Questo libro va alla ricerca dei designer nascosti, e delle storie – inaspettate, spesso avventurose, divertenti o anche poetiche – che si celano dietro agli umili oggetti della nostra vita quotidiana.

La matita, per esempio. Un oggetto concepito quando in Inghilterra si scoprì una miniera di grafite pura. Correva il XVI secolo e sarebbero dovuti trascorrere ben 300 anni prima che ci venisse in mente la professione del designer… Ne servirono tuttavia solo 200 perché qualcuno pensasse all’ideale complemento della matita, il temperino.

E che dire dei Post-it? Frutto di un fallimento industriale nella ricerca dei collanti, è divenuto il prodotto più conosciuto della multinazionale 3M. Il suo colore giallo? È un’altra casualità dovuta agli sfridi di carta utilizzati dall’ideatore, nel tentativo di trovare un’applicazione utile per una colla tanto debole.

Moka sarebbe pure una città araba, ma forse anche là è in ogni cucina la creazione di Bialetti, un giovane industriale tanto convinto della propria caffettiera da fingersi amico di Aristotele Onassis – casualmente adocchiato a Monaco – pur di riuscire a convincere degli scettici compratori francesi. E ancora puntina da disegno, pluriball, mouse, mattoncini Lego, spilla da balia, forbici, cerotto, portauova e chi più ne ha più ne metta. Tante storie, aneddoti, curiosità tutte da leggere, per concludere che gli invisibili oggetti della nostra vita quotidiana sono in realtà meravigliosi, umili capolavori di intelligenza e creatività.

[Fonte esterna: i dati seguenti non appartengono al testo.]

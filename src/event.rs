//! Engine events: the per-block event stream shared between the engine, the
//! graphs, and the plugins.

use crate::Sample;

/// Capacity of the per-block event buffers handed to the graphs.
pub const MAX_EVENT_COUNT: usize = 512;

/// Largest MIDI message carried inline across the realtime path. Longer
/// messages (sysex) are dropped at the producer with a warning.
pub const MAX_MIDI_DATA_SIZE: usize = 4;

/// A timestamped event inside one audio block.
///
/// `time` is the frame offset of the event within the current block and is
/// always in `[0, nframes)` once the event reaches a graph.
#[derive(Debug, Clone, Copy, Default, PartialEq)]
pub struct EngineEvent {
    /// Frame offset within the current block.
    pub time: u32,
    /// MIDI channel the event applies to (0-15).
    pub channel: u8,
    pub kind: EngineEventKind,
}

impl EngineEvent {
    /// Builds a MIDI event from raw bytes, splitting the channel out of the
    /// status byte for channel-voice messages.
    ///
    /// Returns `None` if the message is empty or too long to carry inline.
    pub fn from_raw_midi(time: u32, bytes: &[u8]) -> Option<Self> {
        let mut data = MidiData::new(bytes)?;
        let status = data.data[0];
        let channel = if status < 0xf0 {
            data.data[0] = status & 0xf0;
            status & 0x0f
        } else {
            0
        };
        data.port = 0;
        Some(Self {
            time,
            channel,
            kind: EngineEventKind::Midi(data),
        })
    }

    /// Builds a control event.
    pub fn control(time: u32, channel: u8, control: ControlEvent) -> Self {
        Self {
            time,
            channel,
            kind: EngineEventKind::Control(control),
        }
    }

    #[inline]
    pub fn is_null(&self) -> bool {
        matches!(self.kind, EngineEventKind::Null)
    }

    /// Renders the event as raw MIDI bytes into `scratch`, returning the
    /// filled prefix. Returns `None` for events with no MIDI equivalent.
    pub fn to_raw_midi<'a>(&self, scratch: &'a mut [u8; MAX_MIDI_DATA_SIZE]) -> Option<&'a [u8]> {
        match &self.kind {
            EngineEventKind::Null => None,
            EngineEventKind::Midi(midi) => {
                let size = midi.size as usize;
                scratch[..size].copy_from_slice(midi.bytes());
                if scratch[0] < 0xf0 {
                    scratch[0] |= self.channel & 0x0f;
                }
                Some(&scratch[..size])
            }
            EngineEventKind::Control(control) => control.to_raw_midi(self.channel, scratch),
        }
    }
}

/// The payload of an [`EngineEvent`].
#[derive(Debug, Clone, Copy, Default, PartialEq)]
pub enum EngineEventKind {
    /// An empty slot.
    #[default]
    Null,
    /// A host-side control change.
    Control(ControlEvent),
    /// A raw MIDI message.
    Midi(MidiData),
}

/// A host-side control change that may be rendered to MIDI on the way out.
#[derive(Debug, Clone, Copy, PartialEq)]
pub enum ControlEvent {
    /// A parameter change by index. Indices in the 7-bit controller range
    /// convert to control-change messages.
    Parameter { index: u16, value: Sample },
    /// Bank select.
    MidiBank { bank: u16 },
    /// Program change.
    MidiProgram { program: u16 },
    AllSoundOff,
    AllNotesOff,
}

impl ControlEvent {
    /// Renders the control event as raw MIDI bytes into `scratch`.
    ///
    /// Parameter changes with indices outside the controller range have no
    /// MIDI equivalent and yield `None`.
    pub fn to_raw_midi<'a>(
        &self,
        channel: u8,
        scratch: &'a mut [u8; MAX_MIDI_DATA_SIZE],
    ) -> Option<&'a [u8]> {
        let channel = channel & 0x0f;
        match *self {
            ControlEvent::Parameter { index, value } => {
                if index >= 0x78 {
                    return None;
                }
                scratch[0] = 0xb0 | channel;
                scratch[1] = index as u8 & 0x7f;
                scratch[2] = (value.clamp(0.0, 1.0) * 127.0) as u8;
                Some(&scratch[..3])
            }
            ControlEvent::MidiBank { bank } => {
                scratch[0] = 0xb0 | channel;
                scratch[1] = 0x00;
                scratch[2] = (bank & 0x7f) as u8;
                Some(&scratch[..3])
            }
            ControlEvent::MidiProgram { program } => {
                scratch[0] = 0xc0 | channel;
                scratch[1] = (program & 0x7f) as u8;
                Some(&scratch[..2])
            }
            ControlEvent::AllSoundOff => {
                scratch[0] = 0xb0 | channel;
                scratch[1] = 0x78;
                scratch[2] = 0;
                Some(&scratch[..3])
            }
            ControlEvent::AllNotesOff => {
                scratch[0] = 0xb0 | channel;
                scratch[1] = 0x7b;
                scratch[2] = 0;
                Some(&scratch[..3])
            }
        }
    }
}

/// Inline MIDI bytes.
#[derive(Debug, Clone, Copy, PartialEq)]
pub struct MidiData {
    pub size: u8,
    pub data: [u8; MAX_MIDI_DATA_SIZE],
    /// Event-port index on multi-port plugins; 0 for the default port.
    pub port: u8,
}

impl MidiData {
    /// Copies `bytes` inline. Returns `None` for empty or oversized messages.
    pub fn new(bytes: &[u8]) -> Option<Self> {
        if bytes.is_empty() || bytes.len() > MAX_MIDI_DATA_SIZE {
            return None;
        }
        let mut data = [0; MAX_MIDI_DATA_SIZE];
        data[..bytes.len()].copy_from_slice(bytes);
        Some(Self {
            size: bytes.len() as u8,
            data,
            port: 0,
        })
    }

    #[inline]
    pub fn bytes(&self) -> &[u8] {
        &self.data[..self.size as usize]
    }
}

/// A fixed-capacity event buffer.
///
/// Capacity is allocated up front; pushing into a full buffer drops the event
/// with a warning, so the audio thread never reallocates.
#[derive(Debug, Clone)]
pub struct EventBuffer {
    events: Box<[EngineEvent]>,
    len: usize,
}

impl Default for EventBuffer {
    fn default() -> Self {
        Self::new()
    }
}

impl EventBuffer {
    /// Creates a buffer with the engine's default capacity.
    pub fn new() -> Self {
        Self::with_capacity(MAX_EVENT_COUNT)
    }

    pub fn with_capacity(capacity: usize) -> Self {
        Self {
            events: vec![EngineEvent::default(); capacity].into_boxed_slice(),
            len: 0,
        }
    }

    #[inline]
    pub fn capacity(&self) -> usize {
        self.events.len()
    }

    #[inline]
    pub fn len(&self) -> usize {
        self.len
    }

    #[inline]
    pub fn is_empty(&self) -> bool {
        self.len == 0
    }

    #[inline]
    pub fn clear(&mut self) {
        self.len = 0;
    }

    /// Appends an event. Returns `false` (and logs) if the buffer is full.
    #[inline]
    pub fn push(&mut self, event: EngineEvent) -> bool {
        if self.len == self.events.len() {
            log::warn!("event buffer full, dropping event");
            return false;
        }
        self.events[self.len] = event;
        self.len += 1;
        true
    }

    #[inline]
    pub fn as_slice(&self) -> &[EngineEvent] {
        &self.events[..self.len]
    }

    #[inline]
    pub fn iter(&self) -> impl Iterator<Item = &EngineEvent> {
        self.as_slice().iter()
    }

    /// Replaces the contents with a copy of `other`, truncating if `other`
    /// holds more events than this buffer can take.
    pub fn copy_from(&mut self, other: &[EngineEvent]) {
        let n = other.len().min(self.events.len());
        if n < other.len() {
            log::warn!("event buffer copy truncated {} events", other.len() - n);
        }
        self.events[..n].copy_from_slice(&other[..n]);
        self.len = n;
    }

    /// Appends a copy of `other`, truncating on overflow.
    pub fn extend_from(&mut self, other: &[EngineEvent]) {
        let room = self.events.len() - self.len;
        let n = other.len().min(room);
        if n < other.len() {
            log::warn!("event buffer extend dropped {} events", other.len() - n);
        }
        self.events[self.len..self.len + n].copy_from_slice(&other[..n]);
        self.len += n;
    }

    /// Replaces the contents with the stable two-way merge of `a` and `b` by
    /// timestamp. Ties keep `a` first.
    pub fn merge_sorted(&mut self, a: &[EngineEvent], b: &[EngineEvent]) {
        self.len = 0;
        let (mut i, mut j) = (0, 0);
        while i < a.len() || j < b.len() {
            let take_a = match (a.get(i), b.get(j)) {
                (Some(ea), Some(eb)) => ea.time <= eb.time,
                (Some(_), None) => true,
                _ => false,
            };
            let event = if take_a {
                i += 1;
                a[i - 1]
            } else {
                j += 1;
                b[j - 1]
            };
            if !self.push(event) {
                return;
            }
        }
    }

    /// Sorts the contents in place by timestamp.
    pub fn sort_by_time(&mut self) {
        self.events[..self.len].sort_unstable_by_key(|event| event.time);
    }
}
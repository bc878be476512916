#![allow(dead_code)]

use std::sync::Arc;

use parking_lot::Mutex;

use patchrack::event::{EngineEvent, EventBuffer};
use patchrack::plugin::Plugin;
use patchrack::Sample;

/// Stereo gain stage.
pub struct Gain {
    pub id: u32,
    pub gain: Sample,
    pub enabled: bool,
}

impl Gain {
    pub fn new(id: u32, gain: Sample) -> Self {
        Self {
            id,
            gain,
            enabled: true,
        }
    }
}

impl Plugin for Gain {
    fn id(&self) -> u32 {
        self.id
    }
    fn name(&self) -> &str {
        "Gain"
    }
    fn audio_in_count(&self) -> u32 {
        2
    }
    fn audio_out_count(&self) -> u32 {
        2
    }
    fn accepts_midi(&self) -> bool {
        false
    }
    fn produces_midi(&self) -> bool {
        false
    }
    fn is_enabled(&self) -> bool {
        self.enabled
    }
    fn try_lock(&self, _offline: bool) -> bool {
        true
    }
    fn unlock(&self) {}
    fn init_buffers(&mut self) {}

    fn process(
        &mut self,
        audio_in: &[&[Sample]],
        audio_out: &mut [&mut [Sample]],
        _events_in: &[EngineEvent],
        _events_out: &mut EventBuffer,
        frames: u32,
    ) {
        for c in 0..2 {
            for i in 0..frames as usize {
                audio_out[c][i] = audio_in[c][i] * self.gain;
            }
        }
    }
}

/// Mono-in/mono-out gain, for patchbay channel wiring.
pub struct MonoGain {
    pub id: u32,
    pub name: String,
    pub gain: Sample,
}

impl MonoGain {
    pub fn new(id: u32, name: &str, gain: Sample) -> Self {
        Self {
            id,
            name: name.to_string(),
            gain,
        }
    }
}

impl Plugin for MonoGain {
    fn id(&self) -> u32 {
        self.id
    }
    fn name(&self) -> &str {
        &self.name
    }
    fn audio_in_count(&self) -> u32 {
        1
    }
    fn audio_out_count(&self) -> u32 {
        1
    }
    fn accepts_midi(&self) -> bool {
        false
    }
    fn produces_midi(&self) -> bool {
        false
    }
    fn is_enabled(&self) -> bool {
        true
    }
    fn try_lock(&self, _offline: bool) -> bool {
        true
    }
    fn unlock(&self) {}
    fn init_buffers(&mut self) {}

    fn process(
        &mut self,
        audio_in: &[&[Sample]],
        audio_out: &mut [&mut [Sample]],
        _events_in: &[EngineEvent],
        _events_out: &mut EventBuffer,
        frames: u32,
    ) {
        for i in 0..frames as usize {
            audio_out[0][i] = audio_in[0][i] * self.gain;
        }
    }
}

/// A pure source: no audio inputs, writes a constant to both outputs.
pub struct Source {
    pub id: u32,
    pub value: Sample,
}

impl Plugin for Source {
    fn id(&self) -> u32 {
        self.id
    }
    fn name(&self) -> &str {
        "Source"
    }
    fn audio_in_count(&self) -> u32 {
        0
    }
    fn audio_out_count(&self) -> u32 {
        2
    }
    fn accepts_midi(&self) -> bool {
        false
    }
    fn produces_midi(&self) -> bool {
        false
    }
    fn is_enabled(&self) -> bool {
        true
    }
    fn try_lock(&self, _offline: bool) -> bool {
        true
    }
    fn unlock(&self) {}
    fn init_buffers(&mut self) {}

    fn process(
        &mut self,
        _audio_in: &[&[Sample]],
        audio_out: &mut [&mut [Sample]],
        _events_in: &[EngineEvent],
        _events_out: &mut EventBuffer,
        frames: u32,
    ) {
        for channel in audio_out.iter_mut() {
            channel[..frames as usize].fill(self.value);
        }
    }
}

/// Records every event it receives.
pub struct MidiSink {
    pub id: u32,
    pub seen: Arc<Mutex<Vec<EngineEvent>>>,
}

impl MidiSink {
    pub fn new(id: u32) -> (Self, Arc<Mutex<Vec<EngineEvent>>>) {
        let seen = Arc::new(Mutex::new(Vec::new()));
        (
            Self {
                id,
                seen: seen.clone(),
            },
            seen,
        )
    }
}

impl Plugin for MidiSink {
    fn id(&self) -> u32 {
        self.id
    }
    fn name(&self) -> &str {
        "MidiSink"
    }
    fn audio_in_count(&self) -> u32 {
        0
    }
    fn audio_out_count(&self) -> u32 {
        0
    }
    fn accepts_midi(&self) -> bool {
        true
    }
    fn produces_midi(&self) -> bool {
        false
    }
    fn is_enabled(&self) -> bool {
        true
    }
    fn try_lock(&self, _offline: bool) -> bool {
        true
    }
    fn unlock(&self) {}
    fn init_buffers(&mut self) {}

    fn process(
        &mut self,
        _audio_in: &[&[Sample]],
        _audio_out: &mut [&mut [Sample]],
        events_in: &[EngineEvent],
        _events_out: &mut EventBuffer,
        _frames: u32,
    ) {
        self.seen.lock().extend_from_slice(events_in);
    }
}

/// Emits one fixed note-on per block.
pub struct MidiGen {
    pub id: u32,
    pub time: u32,
}

impl Plugin for MidiGen {
    fn id(&self) -> u32 {
        self.id
    }
    fn name(&self) -> &str {
        "MidiGen"
    }
    fn audio_in_count(&self) -> u32 {
        0
    }
    fn audio_out_count(&self) -> u32 {
        0
    }
    fn accepts_midi(&self) -> bool {
        false
    }
    fn produces_midi(&self) -> bool {
        true
    }
    fn is_enabled(&self) -> bool {
        true
    }
    fn try_lock(&self, _offline: bool) -> bool {
        true
    }
    fn unlock(&self) {}
    fn init_buffers(&mut self) {}

    fn process(
        &mut self,
        _audio_in: &[&[Sample]],
        _audio_out: &mut [&mut [Sample]],
        _events_in: &[EngineEvent],
        events_out: &mut EventBuffer,
        _frames: u32,
    ) {
        let event = EngineEvent::from_raw_midi(self.time, &[0x90, 72, 101]).unwrap();
        events_out.push(event);
    }
}

/// A 1 kHz-style sine block.
pub fn sine(amplitude: Sample, frames: usize, sample_rate: Sample) -> Vec<Sample> {
    (0..frames)
        .map(|i| {
            amplitude * (2.0 * std::f32::consts::PI * 1000.0 * i as Sample / sample_rate).sin()
        })
        .collect()
}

Sabato 28 settembre 2019, ore 17.30 alla Bottega Bertaccini – Libri e Arte
Corso Garibaldi, 4 – Faenza. Ingresso libero. Per informazioni: 339 1228409

ROBERTO OSSANI

Faentino, nato nel 1960, si occupa da sempre di comunicazione visiva e di design, per studio, per lavoro, per passione.
Da molti anni insegna Design della Comunicazione all’ISIA di Faenza, istituto che ha anche diretto dal 2010 al 2016.
Adora giocare a ping pong.

Collabora con Gagarin fin dalla sua fondazione, con una rubrica dedicata al design. In occasione del decimo anniversario del magazine, la raccolta di articoli è stata pubblicata nel libro “Everyday design”.

GIAMPAOLO PRONI

Nato a Faenza, nel 1955, residente a Rimini.

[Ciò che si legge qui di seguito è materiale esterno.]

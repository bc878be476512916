//! patchrack - an audio/MIDI routing engine for plugin hosts.
//!
//! The engine sits between a hardware audio device callback and a collection
//! of audio plugins. It routes audio and MIDI through one of two topologies:
//!
//! - **Rack**: a fixed six-port topology with a linear plugin chain between
//!   the host's stereo inputs and outputs.
//! - **Patchbay**: a general directed processing graph in which every plugin
//!   is a node with typed ports, scheduled per audio block in topological
//!   order.
//!
//! Topology changes (connect, disconnect, add/remove plugin) are driven from
//! control threads while the audio thread keeps processing; every lock the
//! audio thread takes is a try-lock, and contention degrades to silence or a
//! deferred MIDI drain rather than blocking.

use cpal::traits::{DeviceTrait, HostTrait};

use driver::{AudioBackend, DriverError};

pub mod connection;
pub mod driver;
pub mod engine;
pub mod event;
pub mod graph;
pub mod host;
pub mod midi_io;
pub mod midi_queue;
pub mod plugin;

/// The floating-point sample type processed by the engine.
pub type Sample = f32;

#[allow(unused_imports)]
pub mod prelude {
    pub use crate::connection::{
        group, Connection, ConnectionId, ConnectionRegistry, GroupId, PatchPort, PortId, RackPort,
    };
    pub use crate::driver::{AudioBackend, CpalDriver, DeviceSelector, Driver, DummyDriver};
    pub use crate::engine::{Engine, EngineError, EngineOptions, RtData, Topology};
    pub use crate::event::{ControlEvent, EngineEvent, EngineEventKind, EventBuffer, MidiData};
    pub use crate::graph::{GraphError, PatchbayGraph, RackGraph};
    pub use crate::host::{ClientIcon, HostCallback, HostEvent, HostHandle, PortFlags};
    pub use crate::midi_queue::{MidiInQueue, RtMidiEvent};
    pub use crate::plugin::{Plugin, PluginSlot};
    pub use crate::Sample;
}

/// Returns the audio backends available on this machine.
pub fn available_backends() -> Vec<AudioBackend> {
    let mut backends = vec![AudioBackend::Default];
    for host in cpal::available_hosts() {
        match host {
            #[cfg(all(target_os = "linux", feature = "jack"))]
            cpal::HostId::Jack => {
                backends.push(AudioBackend::Jack);
            }
            #[cfg(target_os = "linux")]
            cpal::HostId::Alsa => {
                backends.push(AudioBackend::Alsa);
            }
            #[cfg(target_os = "windows")]
            cpal::HostId::Wasapi => {
                backends.push(AudioBackend::Wasapi);
            }
            #[allow(unreachable_patterns)]
            _ => {}
        }
    }

    backends
}

/// Returns the default audio backend for the current platform.
pub fn default_backend() -> AudioBackend {
    AudioBackend::Default
}

/// Returns the names of the output devices offered by the given backend.
pub fn output_devices(backend: AudioBackend) -> Result<Vec<String>, DriverError> {
    let host = cpal::host_from_id(backend.host_id()?)?;
    let mut names = Vec::new();
    for device in host.output_devices()? {
        names.push(device.name()?);
    }
    Ok(names)
}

Giampaolo Proni insegna Semiotica all’Università di Bologna, Dipartimento di Scienze per la Qualità della Vita. Insegna in corsi di laurea in moda (ZoneModa) nel Campus di Rimini.

Dal 2016 insegna anche Semiotica del design all’ISIA di Faenza.
Il suo primo interesse di ricerca è la semiotica e la filosofia di C. S. Peirce.

Altri interessi di ricerca riguardano la semiotica applicata, in particolare l’analisi qualitativa degli spazi urbani, il comportamento di consumo e lo shopping di moda. La sua principale attività di ricerca, a partire dal 2009, si è concentrata sulla semiotica del design e del progetto, nel tentativo di unificare l’approccio funzionalista e il simbolismo alla luce del pragmaticismo.